Iqaluit (Nunavut) envoyée spéciale

La fin des «douze salopards» est proche. Aujourd'hui, grâce à la ratification de la France ­ cinquantième signataire en février ­, la convention de Stockholm de 2001 entre en application. Elle doit interdire (ou sévèrement restreindre) l'emploi de douze polluants organiques persistants (POP) : produits chimiques industriels ­ dont les polychlorobiphényles (PCB), pesticides et contaminants (dioxines, etc.). Quasi indestructibles et portées par les vents et les courants marins, ces substances toxiques se propagent sur des milliers de kilomètres.
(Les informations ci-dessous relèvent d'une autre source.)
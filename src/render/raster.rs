use image::{Rgba, RgbaImage};
use imageproc::{drawing::draw_filled_rect_mut, rect::Rect};

use super::geometry::{Layout, Shape};
use crate::style::StyleSpec;

// Raster canvas
//------------------------------------------------------------------------------

pub(super) fn to_image(lay: &Layout, style: &StyleSpec) -> RgbaImage {
    let size = style.size;
    let scale = size as f64 / lay.units as f64;
    let fg = style.foreground.to_rgba();

    let mut canvas = RgbaImage::from_pixel(size, size, style.background.to_rgba());
    let shapes = lay.body.iter().chain(&lay.eye_frames).chain(&lay.eye_balls);
    for shape in shapes {
        match *shape {
            Shape::Rect { x, y, w, h } => fill_rect(&mut canvas, x, y, x + w, y + h, scale, fg),
            Shape::SquareRing { x, y, side, thickness: t } => {
                let (x1, y1) = (x + side, y + side);
                fill_rect(&mut canvas, x, y, x1, y + t, scale, fg);
                fill_rect(&mut canvas, x, y1 - t, x1, y1, scale, fg);
                fill_rect(&mut canvas, x, y + t, x + t, y1 - t, scale, fg);
                fill_rect(&mut canvas, x1 - t, y + t, x1, y1 - t, scale, fg);
            }
            _ => fill_shape(&mut canvas, shape, scale, fg),
        }
    }
    canvas
}

// First pixel whose centre lies at or after the edge
fn snap(v: f64, scale: f64, limit: u32) -> u32 {
    ((v * scale - 0.5).ceil().max(0.0) as u32).min(limit)
}

fn fill_rect(
    canvas: &mut RgbaImage,
    x0: f64,
    y0: f64,
    x1: f64,
    y1: f64,
    scale: f64,
    color: Rgba<u8>,
) {
    let (w, h) = canvas.dimensions();
    let (px0, px1) = (snap(x0, scale, w), snap(x1, scale, w));
    let (py0, py1) = (snap(y0, scale, h), snap(y1, scale, h));
    if px1 <= px0 || py1 <= py0 {
        return;
    }
    let rect = Rect::at(px0 as i32, py0 as i32).of_size(px1 - px0, py1 - py0);
    draw_filled_rect_mut(canvas, rect, color);
}

// Samples every pixel centre within the shape bounds
fn fill_shape(canvas: &mut RgbaImage, shape: &Shape, scale: f64, color: Rgba<u8>) {
    let (w, h) = canvas.dimensions();
    let (x0, y0, x1, y1) = shape.bounds();
    for py in snap(y0, scale, h)..snap(y1, scale, h) {
        for px in snap(x0, scale, w)..snap(x1, scale, w) {
            let (mx, my) = ((px as f64 + 0.5) / scale, (py as f64 + 0.5) / scale);
            if shape.contains(mx, my) {
                canvas.put_pixel(px, py, color);
            }
        }
    }
}

#[cfg(test)]
mod raster_tests {
    use image::Rgba;

    use super::to_image;
    use crate::builder::{QRBuilder, Region, QR};
    use crate::common::metadata::ECLevel;
    use crate::render::geometry::layout;
    use crate::style::{resolve, EyeShape, ModuleStyle, Rgb, Settings};

    fn hello() -> QR {
        QRBuilder::new(b"HELLO").ec_level(ECLevel::M).build().unwrap()
    }

    #[test]
    fn test_square_modules_fill_cells() {
        let qr = hello();
        let style = resolve(&Settings { size: 210, ..Settings::default() }).unwrap();
        let img = to_image(&layout(&qr, &style), &style);
        assert_eq!(img.dimensions(), (210, 210));

        let (black, white) = (Rgba([0, 0, 0, 255]), Rgba([255, 255, 255, 255]));
        for r in 0..21 {
            for c in 0..21 {
                let exp = if qr.is_dark_at(r, c) { black } else { white };
                let (x, y) = (c as u32 * 10, r as u32 * 10);
                assert_eq!(*img.get_pixel(x + 5, y + 5), exp, "centre of ({r}, {c})");
                assert_eq!(*img.get_pixel(x, y), exp, "corner of ({r}, {c})");
                assert_eq!(*img.get_pixel(x + 9, y + 9), exp, "corner of ({r}, {c})");
            }
        }
    }

    #[test]
    fn test_margin_is_background() {
        let qr = hello();
        let bg = Rgb::new(10, 200, 30);
        let settings = Settings { size: 290, margin: 4, background: bg, ..Settings::default() };
        let style = resolve(&settings).unwrap();
        let img = to_image(&layout(&qr, &style), &style);
        for i in 0..290 {
            for j in (0..40).chain(250..290) {
                assert_eq!(*img.get_pixel(i, j), bg.to_rgba());
                assert_eq!(*img.get_pixel(j, i), bg.to_rgba());
            }
        }
    }

    #[test]
    fn test_only_two_colors() {
        let qr = hello();
        let settings = Settings {
            size: 333,
            module_style: ModuleStyle::Dot,
            eye_frame: EyeShape::Circle,
            eye_ball: EyeShape::Circle,
            foreground: Rgb::new(200, 0, 0),
            ..Settings::default()
        };
        let style = resolve(&settings).unwrap();
        let img = to_image(&layout(&qr, &style), &style);
        let fg = Rgba([200, 0, 0, 255]);
        let bg = Rgba([255, 255, 255, 255]);
        assert!(img.pixels().all(|p| *p == fg || *p == bg));
        assert!(img.pixels().any(|p| *p == fg));
    }

    #[test]
    fn test_dots_leave_module_corners_light() {
        let qr = hello();
        let settings =
            Settings { size: 210, module_style: ModuleStyle::Dot, ..Settings::default() };
        let style = resolve(&settings).unwrap();
        let img = to_image(&layout(&qr, &style), &style);
        let white = Rgba([255, 255, 255, 255]);
        for r in 0..21 {
            for c in 0..21 {
                if !qr.is_dark_at(r, c) || qr.region_at(r, c) == Region::Finder {
                    continue;
                }
                let (x, y) = (c as u32 * 10, r as u32 * 10);
                assert_ne!(*img.get_pixel(x + 5, y + 5), white);
                assert_eq!(*img.get_pixel(x, y), white);
            }
        }
    }

    #[test]
    fn test_circle_eye_frame_hollow() {
        let qr = hello();
        let settings = Settings { size: 210, eye_frame: EyeShape::Circle, ..Settings::default() };
        let style = resolve(&settings).unwrap();
        let img = to_image(&layout(&qr, &style), &style);
        let white = Rgba([255, 255, 255, 255]);
        // Gap between ring and ball, and the corner outside the ring
        assert_eq!(*img.get_pixel(15, 35), white);
        assert_eq!(*img.get_pixel(1, 1), white);
        assert_ne!(*img.get_pixel(5, 35), white);
        assert_ne!(*img.get_pixel(35, 35), white);
    }
}
use std::path::PathBuf;

use thiserror::Error;

use super::metadata::ECLevel;

// Error
//------------------------------------------------------------------------------

#[derive(Debug, Error)]
pub enum QRError {
    // Encoder
    #[error("Empty data")]
    EmptyData,
    #[error(
        "Data too long: {bits} bits exceed the capacity of {capacity} bits at error correction \
         level {ec_level:?}; use a lower error correction level or shorten the input"
    )]
    CapacityExceeded { ec_level: ECLevel, bits: usize, capacity: usize },
    #[error("Invalid version {0}, expected 1 to 40")]
    InvalidVersion(usize),
    #[error("Invalid masking pattern {0}, expected 0 to 7")]
    InvalidMaskPattern(u8),
    #[error("Character not representable in encoding {0}")]
    InvalidChar(&'static str),
    #[error("Unknown character encoding {0:?}")]
    UnknownEncoding(String),

    // Style
    #[error("Invalid color {0:?}")]
    InvalidColor(String),
    #[error("Invalid style {0:?}")]
    InvalidStyle(String),
    #[error("Invalid style intensity {0}")]
    InvalidIntensity(f64),
    #[error("Invalid size, must be greater than 0")]
    InvalidSize,

    // Output
    #[error("Unsupported output format {0:?}")]
    UnsupportedFormat(String),
    #[error("Failed to decode logo {source_name}")]
    LogoDecode {
        source_name: String,
        #[source]
        source: image::ImageError,
    },
    #[error("Failed to encode image")]
    Image(#[from] image::ImageError),
    #[error("Failed to write {}", path.display())]
    Write {
        path: PathBuf,
        #[source]
        source: std::io::Error,
    },

    // Config
    #[error("Invalid config: {0}")]
    InvalidConfig(String),
}

pub type QRResult<T> = Result<T, QRError>;

#[cfg(test)]
mod error_tests {
    use std::error::Error;
    use std::path::PathBuf;

    use super::QRError;
    use crate::common::metadata::ECLevel;

    #[test]
    fn test_capacity_message_suggests_remedy() {
        let err = QRError::CapacityExceeded { ec_level: ECLevel::H, bits: 23656, capacity: 10208 };
        let msg = err.to_string();
        assert!(msg.contains("23656"));
        assert!(msg.contains("lower error correction level"));
    }

    #[test]
    fn test_write_error_keeps_path_and_source() {
        let io = std::io::Error::new(std::io::ErrorKind::PermissionDenied, "denied");
        let err = QRError::Write { path: PathBuf::from("/tmp/qr.svg"), source: io };
        assert_eq!(err.to_string(), "Failed to write /tmp/qr.svg");
        assert!(err.source().is_some());
    }
}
Selon les signataires de la convention, elles menacent «l'écosystème arctique et les populations autochtones qui y vivent». Non seulement le froid polaire en ralentit l'évaporation, mais les molécules se fixent dans les organismes vivants ­ et les animaux, source d'alimentation privilégiée des Inuits. Via la chaîne alimentaire, les POP aux effets redoutables (cancers, baisse de fertilité, déficiences du système nerveux et immunitaire...) sont accusés d'empoisonner les habitants du Grand Nord.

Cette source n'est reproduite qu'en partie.